Saved entries
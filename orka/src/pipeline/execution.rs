// orka/src/pipeline/execution.rs

//! `Pipeline::run`: walks the steps and their handler phases in order.

use crate::core::context::Handler;
use crate::core::context_data::ContextData;
use crate::core::control::{PipelineControl, PipelineResult};
use crate::error::OrkaError;
use crate::pipeline::definition::Pipeline;
use tracing::{event, info_span, instrument, Instrument, Level};

impl<TData, Err> Pipeline<TData, Err>
where
  TData: 'static + Send + Sync,
  Err: std::error::Error + From<OrkaError> + Send + Sync + 'static,
{
  /// Runs every step against `ctx_data`.
  ///
  /// Per step: `skip_if`, then `before`, `on` and `after` handlers. A required
  /// step without handlers fails with `OrkaError::HandlerMissing`.
  #[instrument(
    name = "Pipeline::run",
    skip_all,
    fields(
      pipeline_context_data_type = %std::any::type_name::<TData>(),
      num_steps = self.steps.len(),
    ),
    err(Display)
  )]
  pub async fn run(&self, ctx_data: ContextData<TData>) -> Result<PipelineResult, Err> {
    event!(Level::DEBUG, "Pipeline execution starting.");

    for (step_idx, step_def) in self.steps.iter().enumerate() {
      let step_name = step_def.name.as_str();
      let step_span = info_span!("pipeline_step_execution", step_name, step_index = step_idx);

      if let Some(skip_cond_fn) = &step_def.skip_if {
        if skip_cond_fn(ctx_data.clone()) {
          event!(parent: &step_span, Level::INFO, "Step skipped due to 'skip_if' condition.");
          continue;
        }
      }

      let phases = [
        ("before", self.before.get(step_name)),
        ("on", self.on.get(step_name)),
        ("after", self.after.get(step_name)),
      ];
      if phases.iter().all(|(_, handlers)| handlers.map_or(true, |h| h.is_empty())) {
        if step_def.optional {
          event!(parent: &step_span, Level::DEBUG, "Optional step has no handlers, skipping.");
          continue;
        }
        event!(parent: &step_span, Level::ERROR, "Non-optional step has no handlers.");
        return Err(Err::from(OrkaError::HandlerMissing {
          step_name: step_def.name.clone(),
        }));
      }

      for (phase, handlers) in phases {
        let Some(handlers) = handlers else { continue };
        let control = Self::run_phase(phase, handlers, &ctx_data)
          .instrument(step_span.clone())
          .await?;
        if control == PipelineControl::Stop {
          event!(parent: &step_span, Level::INFO, phase, "Pipeline stopped by a handler.");
          return Ok(PipelineResult::Stopped);
        }
      }
    }

    event!(Level::DEBUG, "Pipeline execution completed successfully.");
    Ok(PipelineResult::Completed)
  }

  async fn run_phase(
    phase: &str,
    handlers: &[Handler<TData, Err>],
    ctx_data: &ContextData<TData>,
  ) -> Result<PipelineControl, Err> {
    for handler_fn in handlers {
      match handler_fn(ctx_data.clone()).await {
        Ok(PipelineControl::Continue) => {}
        Ok(PipelineControl::Stop) => return Ok(PipelineControl::Stop),
        Err(e) => {
          event!(Level::ERROR, error = %e, phase, "Handler failed.");
          return Err(e);
        }
      }
    }
    Ok(PipelineControl::Continue)
  }
}
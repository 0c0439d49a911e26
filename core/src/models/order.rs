// core/src/models/order.rs

use chrono::{DateTime, Utc};
use serde::{Deserialize, Serialize};
use sqlx::FromRow;

/// Status written for every order the workflow persists.
pub const ORDER_STATUS_PAID: &str = "paid";

#[derive(Debug, Clone, Serialize)]
pub struct Order {
  pub id: i64,
  /// Owning user's id rendered as a string; not a foreign key.
  pub user_id: String,
  pub total_amount: i64,
  pub status: String,
  pub created_at: DateTime<Utc>,
  pub items: Vec<OrderItem>,
}

#[derive(Debug, Clone, Serialize, FromRow)]
pub struct OrderItem {
  pub id: i64,
  #[serde(skip_serializing)]
  pub order_id: i64,
  pub product_id: i64,
  pub quantity: i32,
  /// Price snapshot taken when the order was placed.
  pub unit_price: i64,
}

/// One requested line of an order, as sent by the client.
#[derive(Debug, Clone, Copy, Deserialize)]
pub struct OrderLine {
  pub product_id: i64,
  pub quantity: i32,
}

/// A priced line ready to be written.
#[derive(Debug, Clone, Copy)]
pub struct NewOrderItem {
  pub product_id: i64,
  pub quantity: i32,
  pub unit_price: i64,
}

/// Everything `OrderStore::insert_order` writes in one atomic unit.
#[derive(Debug, Clone)]
pub struct OrderDraft {
  pub user_id: String,
  pub total_amount: i64,
  pub status: String,
  pub items: Vec<NewOrderItem>,
}
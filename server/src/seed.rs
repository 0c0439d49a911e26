// server/src/seed.rs

//! Startup data: a demo catalog and an optional bootstrap superuser.

use shopmock::models::NewProduct;
use shopmock::services::Registration;
use shopmock::{AuthService, CatalogService, ShopError, ShopResult};
use tracing::{info, instrument};

use crate::config::AdminBootstrap;

// (name, category, price in cents, stock)
const DEMO_PRODUCTS: &[(&str, &str, i64, i32)] = &[
  ("Classic White T-Shirt", "apparel", 1999, 120),
  ("Slim Fit Jeans", "apparel", 5999, 45),
  ("Canvas Sneakers", "footwear", 4950, 30),
  ("Leather Wallet", "accessories", 3500, 60),
  ("Stainless Water Bottle", "outdoors", 2450, 80),
  ("Wireless Earbuds", "electronics", 8999, 25),
  ("Desk Lamp", "home", 3299, 15),
  ("Ceramic Coffee Mug", "home", 1200, 200),
];

/// Inserts the demo catalog when no products exist yet. Returns how many were created.
///
/// Out-of-stock products count as existing even when listings hide them.
#[instrument(name = "seed::catalog", skip(catalog))]
pub async fn seed_catalog(catalog: &CatalogService) -> ShopResult<usize> {
  let existing = catalog.count_all().await?;
  if existing > 0 {
    info!(existing, "Catalog already populated; skipping seed.");
    return Ok(0);
  }

  for (name, category, price, stock) in DEMO_PRODUCTS {
    catalog
      .create(NewProduct {
        name: (*name).to_string(),
        description: Some(format!("Demo {} item.", category)),
        price: *price,
        stock: *stock,
        image_url: None,
        category: Some((*category).to_string()),
      })
      .await?;
  }
  info!(count = DEMO_PRODUCTS.len(), "Demo catalog seeded.");
  Ok(DEMO_PRODUCTS.len())
}

/// Creates the configured superuser. An existing user with that username or email is left alone.
#[instrument(name = "seed::admin", skip_all, fields(username = %admin.username))]
pub async fn bootstrap_admin(auth: &AuthService, admin: &AdminBootstrap) -> ShopResult<bool> {
  let registration = Registration {
    email: admin.email.clone(),
    username: admin.username.clone(),
    full_name: "Administrator".to_string(),
    password: admin.password.clone(),
  };
  match auth.create_superuser(registration).await {
    Ok(user) => {
      info!(user_id = user.id, "Bootstrap superuser created.");
      Ok(true)
    }
    Err(ShopError::Conflict(reason)) => {
      info!(%reason, "Bootstrap superuser already present.");
      Ok(false)
    }
    Err(err) => Err(err),
  }
}
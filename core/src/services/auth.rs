// core/src/services/auth.rs

//! Registration, login, the authorization gate and profile mutation.

use crate::error::{ShopError, ShopResult};
use crate::models::{NewUser, ProfileChanges, User};
use crate::policy::{check_max_len, MAX_EMAIL_LEN, MAX_FULL_NAME_LEN, MAX_USERNAME_LEN};
use crate::security::{self, TokenIssuer};
use crate::store::UserStore;
use serde::{Deserialize, Serialize};
use std::sync::Arc;
use tracing::{debug, info, instrument, warn};

pub const MIN_PASSWORD_LEN: usize = 8;

#[derive(Debug, Clone, Deserialize)]
pub struct Registration {
  pub email: String,
  pub username: String,
  #[serde(default)]
  pub full_name: String,
  pub password: String,
}

#[derive(Debug, Clone, Serialize)]
pub struct AccessToken {
  pub access_token: String,
  pub token_type: String,
}

/// Emails are compared case-insensitively: they are stored trimmed and lower-cased.
pub fn normalize_email(email: &str) -> String {
  email.trim().to_lowercase()
}

fn validate_email(email: &str) -> ShopResult<()> {
  if email.is_empty() || !email.contains('@') {
    return Err(ShopError::Validation("Valid email is required.".to_string()));
  }
  check_max_len("Email", email, MAX_EMAIL_LEN)
}

fn validate_username(username: &str) -> ShopResult<()> {
  if username.is_empty() {
    return Err(ShopError::Validation("Username is required.".to_string()));
  }
  check_max_len("Username", username, MAX_USERNAME_LEN)
}

fn validate_new_password(password: &str) -> ShopResult<()> {
  if password.chars().count() < MIN_PASSWORD_LEN {
    return Err(ShopError::Validation(format!(
      "Password must be at least {} characters long.",
      MIN_PASSWORD_LEN
    )));
  }
  Ok(())
}

/// Normalizes a sign-up request and checks every field rule.
///
/// The email is normalized, the username and full name are trimmed.
/// Uniqueness is not checked here because it needs the store.
pub fn prepare_registration(registration: Registration) -> ShopResult<Registration> {
  let prepared = Registration {
    email: normalize_email(&registration.email),
    username: registration.username.trim().to_string(),
    full_name: registration.full_name.trim().to_string(),
    password: registration.password,
  };
  validate_email(&prepared.email)?;
  validate_username(&prepared.username)?;
  check_max_len("Full name", &prepared.full_name, MAX_FULL_NAME_LEN)?;
  validate_new_password(&prepared.password)?;
  Ok(prepared)
}

pub struct AuthService {
  users: Arc<dyn UserStore>,
  tokens: TokenIssuer,
}

impl AuthService {
  pub fn new(users: Arc<dyn UserStore>, tokens: TokenIssuer) -> Self {
    Self { users, tokens }
  }

  pub fn tokens(&self) -> &TokenIssuer {
    &self.tokens
  }

  /// Creates a regular, active user.
  pub async fn register(&self, registration: Registration) -> ShopResult<User> {
    self.create_user(registration, false).await
  }

  /// Creates an active superuser. Used for operator bootstrap, never exposed over HTTP.
  pub async fn create_superuser(&self, registration: Registration) -> ShopResult<User> {
    self.create_user(registration, true).await
  }

  #[instrument(
    name = "auth_service::create_user",
    skip(self, registration),
    fields(username = %registration.username)
  )]
  async fn create_user(&self, registration: Registration, is_superuser: bool) -> ShopResult<User> {
    let Registration {
      email,
      username,
      full_name,
      password,
    } = prepare_registration(registration)?;

    if self.users.find_by_email(&email).await?.is_some() {
      warn!("Attempt to register with existing email.");
      return Err(ShopError::Conflict("Email already registered".to_string()));
    }
    if self.users.find_by_username(&username).await?.is_some() {
      warn!("Attempt to register with existing username.");
      return Err(ShopError::Conflict("Username already taken".to_string()));
    }

    let hashed_password = security::hash_password(&password)?;
    // The store re-checks uniqueness, so a concurrent duplicate still ends as Conflict.
    let user = self
      .users
      .insert(NewUser {
        email,
        username,
        full_name,
        hashed_password,
        is_active: true,
        is_superuser,
      })
      .await?;
    info!(user_id = user.id, "User registered.");
    Ok(user)
  }

  /// Checks credentials and signs an access token for the user.
  pub async fn login(&self, username: &str, password: &str) -> ShopResult<AccessToken> {
    let user = self.verify_credentials(username, password).await?;
    self.issue_token(&user)
  }

  /// Unknown username and wrong password both give 401. The active flag is
  /// checked last (403).
  #[instrument(name = "auth_service::verify_credentials", skip(self, password))]
  pub async fn verify_credentials(&self, username: &str, password: &str) -> ShopResult<User> {
    let bad_credentials = || ShopError::Unauthorized("Incorrect username or password".to_string());

    let user = self.users.find_by_username(username).await?.ok_or_else(|| {
      debug!("Login for unknown username.");
      bad_credentials()
    })?;
    if !security::verify_password(&user.hashed_password, password)? {
      warn!(user_id = user.id, "Login with wrong password.");
      return Err(bad_credentials());
    }
    if !user.is_active {
      warn!(user_id = user.id, "Login for inactive account.");
      return Err(ShopError::Forbidden("Inactive user".to_string()));
    }
    Ok(user)
  }

  /// A bearer token whose subject is the user's current username.
  pub fn issue_token(&self, user: &User) -> ShopResult<AccessToken> {
    let access_token = self.tokens.issue(&user.username, None)?;
    info!(user_id = user.id, "Access token issued.");
    Ok(AccessToken {
      access_token,
      token_type: "bearer".to_string(),
    })
  }

  /// Resolves a bearer token to an active user.
  pub async fn authenticate(&self, token: &str) -> ShopResult<User> {
    let username = self
      .tokens
      .decode_subject(token)
      .ok_or_else(|| ShopError::Unauthorized("Could not validate credentials".to_string()))?;
    let user = self
      .users
      .find_by_username(&username)
      .await?
      .ok_or_else(|| ShopError::Unauthorized("User not found".to_string()))?;
    if !user.is_active {
      return Err(ShopError::Forbidden("Inactive user".to_string()));
    }
    Ok(user)
  }

  /// The stricter gate used by catalog mutation.
  pub fn require_superuser(&self, user: &User) -> ShopResult<()> {
    if !user.is_superuser {
      warn!(user_id = user.id, "Superuser privilege required.");
      return Err(ShopError::Forbidden("The user doesn't have enough privileges".to_string()));
    }
    Ok(())
  }

  #[instrument(name = "auth_service::change_password", skip_all, fields(user_id = user.id))]
  pub async fn change_password(&self, user: &User, current_password: &str, new_password: &str) -> ShopResult<()> {
    if !security::verify_password(&user.hashed_password, current_password)? {
      return Err(ShopError::Validation("Incorrect current password".to_string()));
    }
    validate_new_password(new_password)?;

    let mut updated = user.clone();
    updated.hashed_password = security::hash_password(new_password)?;
    self.users.save(&updated).await?;
    info!("Password changed.");
    Ok(())
  }

  /// Applies only the supplied fields; changed email/username are re-checked for uniqueness.
  #[instrument(name = "auth_service::update_profile", skip_all, fields(user_id = user.id))]
  pub async fn update_profile(&self, user: &User, changes: ProfileChanges) -> ShopResult<User> {
    let mut updated = user.clone();

    if let Some(email) = changes.email.as_deref().map(normalize_email) {
      if !email.is_empty() && email != user.email {
        validate_email(&email)?;
        if self.users.find_by_email(&email).await?.is_some() {
          return Err(ShopError::Conflict("Email already registered".to_string()));
        }
        updated.email = email;
      }
    }

    if let Some(username) = changes.username.as_deref().map(str::trim) {
      if !username.is_empty() && username != user.username {
        validate_username(username)?;
        if self.users.find_by_username(username).await?.is_some() {
          return Err(ShopError::Conflict("Username already taken".to_string()));
        }
        updated.username = username.to_string();
      }
    }

    if let Some(full_name) = changes.full_name {
      let full_name = full_name.trim();
      check_max_len("Full name", full_name, MAX_FULL_NAME_LEN)?;
      updated.full_name = full_name.to_string();
    }

    if let Some(password) = changes.password.filter(|p| !p.is_empty()) {
      validate_new_password(&password)?;
      updated.hashed_password = security::hash_password(&password)?;
    }

    let saved = self.users.save(&updated).await?;
    info!("Profile updated.");
    Ok(saved)
  }
}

## What you will do
Please copy only the lines between the first line of the entries and the line with "use crate::core::context_data::ContextData;", keeping those two end lines as well, exactly as written.

## Result for this exercise
filename orka/src/pipeline/execution.rs
// orka/src/pipeline/execution.rs

//! `Pipeline::run`: walks the steps and their handler phases in order.

use crate::core::context::Handler;
use crate::core::context_data::ContextData;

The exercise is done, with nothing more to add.